*AVAILABLE RECORDS:*
//! Projection of engine records onto platform domain objects.

use dockhand_common::types::{Module, Server};
use dockhand_engine::ContainerRecord;

/// Maps raw engine container records into platform domain objects.
///
/// Implemented by the platform layer and injected into the orchestrator;
/// the orchestrator only decides *when* to project, never *how*.
pub trait ContainerMapper: Send + Sync {
    /// Projects a container record onto an existing server object.
    fn map_container_to_server(&self, record: &ContainerRecord, server: Server) -> Server;

    /// Projects a container record onto an existing module object,
    /// carrying the application port resolved from the container's
    /// environment.
    fn map_container_to_module(
        &self,
        record: &ContainerRecord,
        module: Module,
        application_port: u16,
    ) -> Module;
}
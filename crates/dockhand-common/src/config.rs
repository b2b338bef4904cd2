//! Orchestrator configuration model.

use serde::{Deserialize, Serialize};

use crate::constants;

/// Process-wide settings injected into every container spec the
/// orchestrator builds.
#[derive(Debug, Clone, Serialize, Deserialize)]
pub struct OrchestratorConfig {
    /// Domain suffix appended to workload hostnames (e.g. `.cloud.example`).
    pub domain_suffix: String,
    /// Outbound proxy propagated into containers as `http_proxy`,
    /// `https_proxy` and `ftp_proxy`. Empty or absent disables injection.
    pub http_proxy: Option<String>,
    /// When true, workload containers mount the monitoring agent's volumes.
    pub monitoring_agent_present: bool,
    /// Network alias containers are attached under.
    pub network_alias: String,
    /// Default deadline for attached remote executions, in seconds.
    /// `None` means no implicit deadline.
    pub exec_timeout_secs: Option<u64>,
}

impl Default for OrchestratorConfig {
    fn default() -> Self {
        Self {
            domain_suffix: String::new(),
            http_proxy: None,
            monitoring_agent_present: false,
            network_alias: constants::DEFAULT_NETWORK_ALIAS.to_owned(),
            exec_timeout_secs: None,
        }
    }
}

impl OrchestratorConfig {
    /// Returns the proxy value when one is configured and non-empty.
    #[must_use]
    pub fn proxy(&self) -> Option<&str> {
        self.http_proxy.as_deref().filter(|p| !p.is_empty())
    }
}

#[cfg(test)]
mod tests {
    use super::*;

    #[test]
    fn default_config_has_no_proxy() {
        let config = OrchestratorConfig::default();
        assert!(config.proxy().is_none());
        assert!(!config.monitoring_agent_present);
    }

    #[test]
    fn empty_proxy_string_counts_as_absent() {
        let config = OrchestratorConfig {
            http_proxy: Some(String::new()),
            ..OrchestratorConfig::default()
        };
        assert!(config.proxy().is_none());
    }

    #[test]
    fn config_round_trips_through_json() {
        let config = OrchestratorConfig {
            domain_suffix: ".cu.example".into(),
            http_proxy: Some("http://proxy:3128".into()),
            monitoring_agent_present: true,
            network_alias: "skynet".into(),
            exec_timeout_secs: Some(30),
        };
        let json = serde_json::to_string(&config).unwrap();
        let back: OrchestratorConfig = serde_json::from_str(&json).unwrap();
        assert_eq!(back.proxy(), Some("http://proxy:3128"));
        assert_eq!(back.exec_timeout_secs, Some(30));
    }
}
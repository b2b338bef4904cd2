//! # dockhand-orchestrator
//!
//! Container lifecycle orchestration for the Dockhand hosting platform.
//!
//! Mediates between the platform's domain model (servers and modules) and
//! the external container engine: builds container specs, drives lifecycle
//! transitions, executes remote commands with automatic privilege
//! escalation, and caches expensive inspect-based lookups.
//!
//! The engine itself is injected as an [`dockhand_engine::EngineClient`]
//! trait object; domain projection is delegated to an injected
//! [`mapper::ContainerMapper`].

mod archive;
mod boundary;
pub mod cache;
pub mod exec;
pub mod lifecycle;
mod locks;
pub mod mapper;
pub mod spec;

pub use cache::MetadataCache;
pub use exec::{ExecRequest, RemoteExec};
pub use lifecycle::Orchestrator;
pub use mapper::ContainerMapper;
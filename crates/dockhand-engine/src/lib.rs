//! # dockhand-engine
//!
//! Abstract facade over the external container engine.
//!
//! The engine itself (daemon, wire transport, image storage) lives outside
//! this workspace; this crate defines the narrow contract the orchestrator
//! programs against — the [`EngineClient`] trait, the [`ContainerSpec`]
//! submitted to it, the records it returns, and the engine-side error enum
//! that the orchestrator translates into the platform taxonomy.

pub mod client;
pub mod error;
pub mod record;
pub mod spec;

pub use client::EngineClient;
pub use error::{EngineError, EngineResult};
pub use record::{ConfigRecord, ContainerRecord, ExecId, ExecOptions, ImageSummary, StateRecord};
pub use spec::ContainerSpec;
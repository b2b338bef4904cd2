//! Per-container-name mutual exclusion.
//!
//! Lifecycle transitions for the same container name must not interleave
//! (a create racing a remove, a start racing a stop); transitions for
//! distinct names run fully in parallel. Each name gets its own lock slot
//! held only for the engine-call sequence of one transition.

use std::collections::HashMap;
use std::sync::{Arc, Mutex, PoisonError};

/// Registry of per-name lock slots.
#[derive(Debug, Default)]
pub(crate) struct NameLocks {
    slots: Mutex<HashMap<String, Arc<Mutex<()>>>>,
}

impl NameLocks {
    /// Runs `f` while holding the lock for `name`. The lock is released on
    /// every exit path, including panics inside `f`.
    pub fn with_lock<T>(&self, name: &str, f: impl FnOnce() -> T) -> T {
        let slot = {
            let mut slots = self
                .slots
                .lock()
                .unwrap_or_else(PoisonError::into_inner);
            Arc::clone(slots.entry(name.to_owned()).or_default())
        };
        let _guard = slot.lock().unwrap_or_else(PoisonError::into_inner);
        f()
    }
}

#[cfg(test)]
mod tests {
    use std::sync::atomic::{AtomicUsize, Ordering};
    use std::thread;
    use std::time::Duration;

    use super::*;

    #[test]
    fn with_lock_returns_closure_value() {
        let locks = NameLocks::default();
        let value = locks.with_lock("web1", || 42);
        assert_eq!(value, 42);
    }

    #[test]
    fn same_name_transitions_are_serialized() {
        let locks = Arc::new(NameLocks::default());
        let in_section = Arc::new(AtomicUsize::new(0));
        let overlap_seen = Arc::new(AtomicUsize::new(0));

        let handles: Vec<_> = (0..8)
            .map(|_| {
                let locks = Arc::clone(&locks);
                let in_section = Arc::clone(&in_section);
                let overlap_seen = Arc::clone(&overlap_seen);
                thread::spawn(move || {
                    locks.with_lock("db1", || {
                        if in_section.fetch_add(1, Ordering::SeqCst) > 0 {
                            let _ = overlap_seen.fetch_add(1, Ordering::SeqCst);
                        }
                        thread::sleep(Duration::from_millis(5));
                        let _ = in_section.fetch_sub(1, Ordering::SeqCst);
                    });
                })
            })
            .collect();
        for handle in handles {
            handle.join().unwrap();
        }

        assert_eq!(overlap_seen.load(Ordering::SeqCst), 0);
    }

    #[test]
    fn different_names_do_not_contend() {
        let locks = Arc::new(NameLocks::default());
        let locks2 = Arc::clone(&locks);

        // Holds "web1" while another thread acquires "db1"; if names
        // contended this would deadlock the test's join below.
        locks.with_lock("web1", || {
            let handle = thread::spawn(move || locks2.with_lock("db1", || true));
            assert!(handle.join().unwrap());
        });
    }
}
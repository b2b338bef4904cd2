//! Platform-level error taxonomy for the Dockhand workspace.
//!
//! Every component above the engine facade propagates these variants only;
//! raw engine failures are translated at the orchestrator boundary. The split
//! between recoverable variants (`CreationFailed`, `ImageInUse`) and fatal
//! ones (`EngineUnavailable`, `ExecutionFailed`) is part of the contract:
//! callers may retry or clean up after the former, never after the latter.

use std::path::PathBuf;

use thiserror::Error;

/// Top-level error type exposed to the platform layer.
#[derive(Debug, Error)]
pub enum DockhandError {
    /// The caller supplied an unusable container specification.
    #[error("invalid container spec: {message}")]
    InvalidSpec {
        /// Description of the malformed input.
        message: String,
    },

    /// The engine rejected a container creation, typically a name collision.
    /// Recoverable: the caller may rename or remove the conflicting container.
    #[error("creation of container {name} failed: {message}")]
    CreationFailed {
        /// Name of the container that could not be created.
        name: String,
        /// Engine-reported reason.
        message: String,
    },

    /// The engine endpoint could not be reached. Fatal for the operation.
    #[error("container engine unavailable: {message}")]
    EngineUnavailable {
        /// Connectivity failure detail.
        message: String,
    },

    /// No container with the given name is known to the engine.
    #[error("container not found: {name}")]
    ContainerNotFound {
        /// The missing container's name.
        name: String,
    },

    /// A required environment variable is absent from the container.
    /// Permanent for the container's current state; a recreate may supply it.
    #[error("variable {variable} is missing from container {container}")]
    MissingEnvVariable {
        /// Container that was inspected.
        container: String,
        /// Name of the absent variable.
        variable: String,
    },

    /// A started service does not satisfy its own contract, e.g. a module
    /// image shipping without its declared port variable.
    #[error("service misconfigured: {message}")]
    ServiceMisconfigured {
        /// Description of the violated expectation.
        message: String,
    },

    /// A remote command could not be executed or its output could not be
    /// captured. Carries the full exec context for diagnostics.
    #[error("exec failed in container {container} (command: {command}): {message}")]
    ExecutionFailed {
        /// Target container name.
        container: String,
        /// The shell command that was submitted.
        command: String,
        /// Underlying failure detail.
        message: String,
    },

    /// A remote command exceeded its caller-supplied deadline.
    #[error("exec timed out in container {container} (command: {command})")]
    ExecutionTimedOut {
        /// Target container name.
        container: String,
        /// The shell command that was submitted.
        command: String,
    },

    /// An image could not be deleted because containers still reference it.
    /// Recoverable: the caller may remove those containers first.
    #[error("image {image} is in use and cannot be deleted")]
    ImageInUse {
        /// The image reference that was rejected.
        image: String,
    },

    /// A local I/O operation failed (export targets, file transfers).
    #[error("I/O error at {path}: {source}")]
    Io {
        /// Path where the I/O error occurred.
        path: PathBuf,
        /// Underlying I/O error.
        source: std::io::Error,
    },
}

impl DockhandError {
    /// Whether the caller may meaningfully retry or clean up after this error.
    #[must_use]
    pub const fn is_recoverable(&self) -> bool {
        matches!(
            self,
            Self::CreationFailed { .. } | Self::ImageInUse { .. } | Self::ContainerNotFound { .. }
        )
    }
}

/// Convenience alias used throughout the workspace.
pub type Result<T> = std::result::Result<T, DockhandError>;

#[cfg(test)]
mod tests {
    use super::*;

    #[test]
    fn creation_failed_is_recoverable() {
        let err = DockhandError::CreationFailed {
            name: "web1".into(),
            message: "name already taken".into(),
        };
        assert!(err.is_recoverable());
    }

    #[test]
    fn engine_unavailable_is_fatal() {
        let err = DockhandError::EngineUnavailable {
            message: "connection refused".into(),
        };
        assert!(!err.is_recoverable());
    }

    #[test]
    fn exec_errors_carry_container_and_command() {
        let err = DockhandError::ExecutionFailed {
            container: "db1".into(),
            command: "id".into(),
            message: "stream closed".into(),
        };
        let rendered = err.to_string();
        assert!(rendered.contains("db1"));
        assert!(rendered.contains("id"));
    }
}
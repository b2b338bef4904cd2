//! Read-through metadata cache over engine inspections.
//!
//! Two lookups are cached: container identity by name, and the value of a
//! named environment variable inside a container. Both are backed by the
//! same inspect call, which is expensive enough to coalesce: the cache is
//! single-flight per key, so concurrent callers for one key trigger at most
//! one engine round trip and observe the same result.
//!
//! Entries never expire on a timer. The lifecycle orchestrator invalidates
//! them explicitly when it creates, removes, or mutates the environment of
//! the named container.

use std::collections::HashMap;
use std::hash::Hash;
use std::sync::{Arc, Mutex, PoisonError};

use dockhand_common::error::{DockhandError, Result};
use dockhand_engine::EngineClient;

use crate::boundary;

/// Generic single-flight value cache.
///
/// The flight locks are independent of the value map so that a slow load
/// for one key never blocks reads of other keys, and independent of the
/// orchestrator's per-name lifecycle locks so lookups never block
/// transitions beyond the invalidation point.
struct SingleFlight<K, V> {
    values: Mutex<HashMap<K, V>>,
    flights: Mutex<HashMap<K, Arc<Mutex<()>>>>,
}

impl<K: Eq + Hash + Clone, V: Clone> SingleFlight<K, V> {
    fn new() -> Self {
        Self {
            values: Mutex::new(HashMap::new()),
            flights: Mutex::new(HashMap::new()),
        }
    }

    /// Returns the cached value for `key`, or runs `load` to fill it.
    ///
    /// Load failures are returned to every waiting caller of this flight
    /// and are not cached: a later recreate of the underlying container
    /// may make the same key resolvable.
    fn get_or_load(&self, key: &K, load: impl FnOnce() -> Result<V>) -> Result<V> {
        if let Some(value) = self.peek(key) {
            return Ok(value);
        }
        let flight = {
            let mut flights = self.flights.lock().unwrap_or_else(PoisonError::into_inner);
            Arc::clone(flights.entry(key.clone()).or_default())
        };
        let _in_flight = flight.lock().unwrap_or_else(PoisonError::into_inner);

        // A concurrent flight may have filled the slot while we waited.
        if let Some(value) = self.peek(key) {
            return Ok(value);
        }
        let value = load()?;
        let _ = self
            .values
            .lock()
            .unwrap_or_else(PoisonError::into_inner)
            .insert(key.clone(), value.clone());
        Ok(value)
    }

    fn peek(&self, key: &K) -> Option<V> {
        self.values
            .lock()
            .unwrap_or_else(PoisonError::into_inner)
            .get(key)
            .cloned()
    }

    fn invalidate_if(&self, mut pred: impl FnMut(&K) -> bool) {
        self.values
            .lock()
            .unwrap_or_else(PoisonError::into_inner)
            .retain(|key, _| !pred(key));
        self.flights
            .lock()
            .unwrap_or_else(PoisonError::into_inner)
            .retain(|key, _| !pred(key));
    }
}

/// Cache of container identity and environment lookups.
pub struct MetadataCache {
    engine: Arc<dyn EngineClient>,
    ids: SingleFlight<String, String>,
    envs: SingleFlight<(String, String), String>,
}

impl MetadataCache {
    /// Creates a cache reading through the given engine client.
    #[must_use]
    pub fn new(engine: Arc<dyn EngineClient>) -> Self {
        Self {
            engine,
            ids: SingleFlight::new(),
            envs: SingleFlight::new(),
        }
    }

    /// Resolves a container's engine-assigned id by name.
    ///
    /// # Errors
    ///
    /// `ContainerNotFound` when the engine knows no such container;
    /// `EngineUnavailable` on connectivity failure.
    pub fn container_id(&self, name: &str) -> Result<String> {
        self.ids.get_or_load(&name.to_owned(), || {
            tracing::debug!(name = %name, "inspecting container for id lookup");
            let record = self
                .engine
                .inspect_container(name)
                .map_err(|e| boundary::inspect_error(name, e))?;
            Ok(record.id)
        })
    }

    /// Resolves the value of a declared environment variable.
    ///
    /// An absent variable is a [`DockhandError::MissingEnvVariable`] error
    /// and is deliberately not cached as a negative result.
    ///
    /// # Errors
    ///
    /// `MissingEnvVariable` when the variable is not declared;
    /// `ContainerNotFound` / `EngineUnavailable` as for
    /// [`Self::container_id`].
    pub fn env(&self, name: &str, variable: &str) -> Result<String> {
        let key = (name.to_owned(), variable.to_owned());
        self.envs.get_or_load(&key, || {
            tracing::debug!(name = %name, variable = %variable, "inspecting container for env lookup");
            let record = self
                .engine
                .inspect_container(name)
                .map_err(|e| boundary::inspect_error(name, e))?;
            record.env_value(variable).map(ToOwned::to_owned).ok_or_else(|| {
                DockhandError::MissingEnvVariable {
                    container: name.to_owned(),
                    variable: variable.to_owned(),
                }
            })
        })
    }

    /// Drops every entry keyed by the given container name.
    pub fn invalidate(&self, name: &str) {
        self.ids.invalidate_if(|key| key == name);
        self.envs.invalidate_if(|(container, _)| container == name);
    }
}

#[cfg(test)]
mod tests {
    use std::sync::atomic::{AtomicUsize, Ordering};

    use super::*;

    #[test]
    fn get_or_load_fills_once_and_serves_from_cache() {
        let cache: SingleFlight<String, String> = SingleFlight::new();
        let calls = AtomicUsize::new(0);
        let load = || {
            let _ = calls.fetch_add(1, Ordering::SeqCst);
            Ok("value".to_owned())
        };

        assert_eq!(cache.get_or_load(&"k".to_owned(), load).unwrap(), "value");
        assert_eq!(
            cache
                .get_or_load(&"k".to_owned(), || panic!("loader must not run on a hit"))
                .unwrap(),
            "value"
        );
        assert_eq!(calls.load(Ordering::SeqCst), 1);
    }

    #[test]
    fn load_failure_is_not_cached() {
        let cache: SingleFlight<String, String> = SingleFlight::new();
        let result = cache.get_or_load(&"k".to_owned(), || {
            Err(DockhandError::MissingEnvVariable {
                container: "db1".into(),
                variable: "CU_MODULE_PORT".into(),
            })
        });
        assert!(result.is_err());

        // A later load for the same key must be attempted again.
        let value = cache
            .get_or_load(&"k".to_owned(), || Ok("5432".to_owned()))
            .unwrap();
        assert_eq!(value, "5432");
    }

    #[test]
    fn invalidate_if_drops_matching_keys_only() {
        let cache: SingleFlight<String, String> = SingleFlight::new();
        let _ = cache.get_or_load(&"a".to_owned(), || Ok("1".to_owned()));
        let _ = cache.get_or_load(&"b".to_owned(), || Ok("2".to_owned()));

        cache.invalidate_if(|key| key == "a");

        assert!(cache.peek(&"a".to_owned()).is_none());
        assert_eq!(cache.peek(&"b".to_owned()), Some("2".to_owned()));
    }
}
//! Platform-wide constants.

/// Mount point of the per-container persistent volume.
pub const MAIN_VOLUME_MOUNT: &str = "/opt/cloudunit";

/// Mode of the main persistent volume mount.
pub const MAIN_VOLUME_MODE: &str = "rw";

/// Volume kind passed to the engine when provisioning runtime volumes.
pub const RUNTIME_VOLUME_KIND: &str = "runtime";

/// Environment variable every module image must declare for its
/// application port.
pub const MODULE_PORT_VARIABLE: &str = "CU_MODULE_PORT";

/// Name of the monitoring-agent container whose volumes are shared into
/// workload containers when the agent is deployed.
pub const MONITORING_AGENT_CONTAINER: &str = "cu-monitoring-agents";

/// Network alias workload containers attach to.
pub const DEFAULT_NETWORK_ALIAS: &str = "skynet";

/// In-container script invoked (privileged) to persist an environment
/// variable across restarts.
pub const ADD_ENV_SCRIPT: &str = "/opt/cloudunit/appconf/tools/add-env.sh";

/// Marker in command output that triggers the single privileged retry.
pub const PERMISSION_DENIED_MARKER: &str = "Permission denied";

/// Label selecting platform application images in the engine's image list.
pub const APPLICATION_IMAGE_LABEL: (&str, &str) = ("origin", "application");

/// Bootstrap verb passed to application-server entry points.
pub const APPLICATION_SERVER_BOOT_ARG: &str = "run";
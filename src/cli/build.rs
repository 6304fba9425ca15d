//! Build command implementations (build, clean, single tasks)

use std::process::ExitCode;

use super::{EXIT_ERROR, EXIT_SUCCESS};
use crate::asset::AssetClass;
use crate::build::{BuildContext, BuildPipeline, BuildResult, TaskGraph};

/// Run the build command
pub fn run_build(ctx: &BuildContext) -> ExitCode {
    report(ctx, BuildPipeline::new(ctx).build())
}

/// Run the clean command
pub fn run_clean(ctx: &BuildContext) -> ExitCode {
    report(ctx, BuildPipeline::new(ctx).clean())
}

/// Run the task of one asset class
pub fn run_single(ctx: &BuildContext, class: AssetClass) -> ExitCode {
    report(ctx, BuildPipeline::new(ctx).run(&TaskGraph::single(class)))
}

/// Log the outcome and map it to an exit code.
fn report<E: std::fmt::Display>(
    ctx: &BuildContext,
    result: Result<BuildResult, E>,
) -> ExitCode {
    match result {
        Ok(result) => {
            let ok = result.is_success(ctx.is_strict());
            for line in result.summary().lines() {
                if ok {
                    tracing::info!("{}", line);
                } else {
                    tracing::error!("{}", line);
                }
            }
            if ok {
                ExitCode::from(EXIT_SUCCESS)
            } else {
                ExitCode::from(EXIT_ERROR)
            }
        }
        Err(e) => {
            tracing::error!("{}", e);
            ExitCode::from(EXIT_ERROR)
        }
    }
}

*WORK INSTRUCTIONS:*
Above are the records; print exactly the lines from the line with "let in_section = Arc::new(AtomicUsize::new(0));" to the line with "thread::sleep(Duration::from_millis(5));", including both, and nothing else.

*RESPONSE AREA:*
        let in_section = Arc::new(AtomicUsize::new(0));
        let overlap_seen = Arc::new(AtomicUsize::new(0));

        let handles: Vec<_> = (0..8)
            .map(|_| {
                let locks = Arc::clone(&locks);
                let in_section = Arc::clone(&in_section);
                let overlap_seen = Arc::clone(&overlap_seen);
                thread::spawn(move || {
                    locks.with_lock("db1", || {
                        if in_section.fetch_add(1, Ordering::SeqCst) > 0 {
                            let _ = overlap_seen.fetch_add(1, Ordering::SeqCst);
                        }
                        thread::sleep(Duration::from_millis(5));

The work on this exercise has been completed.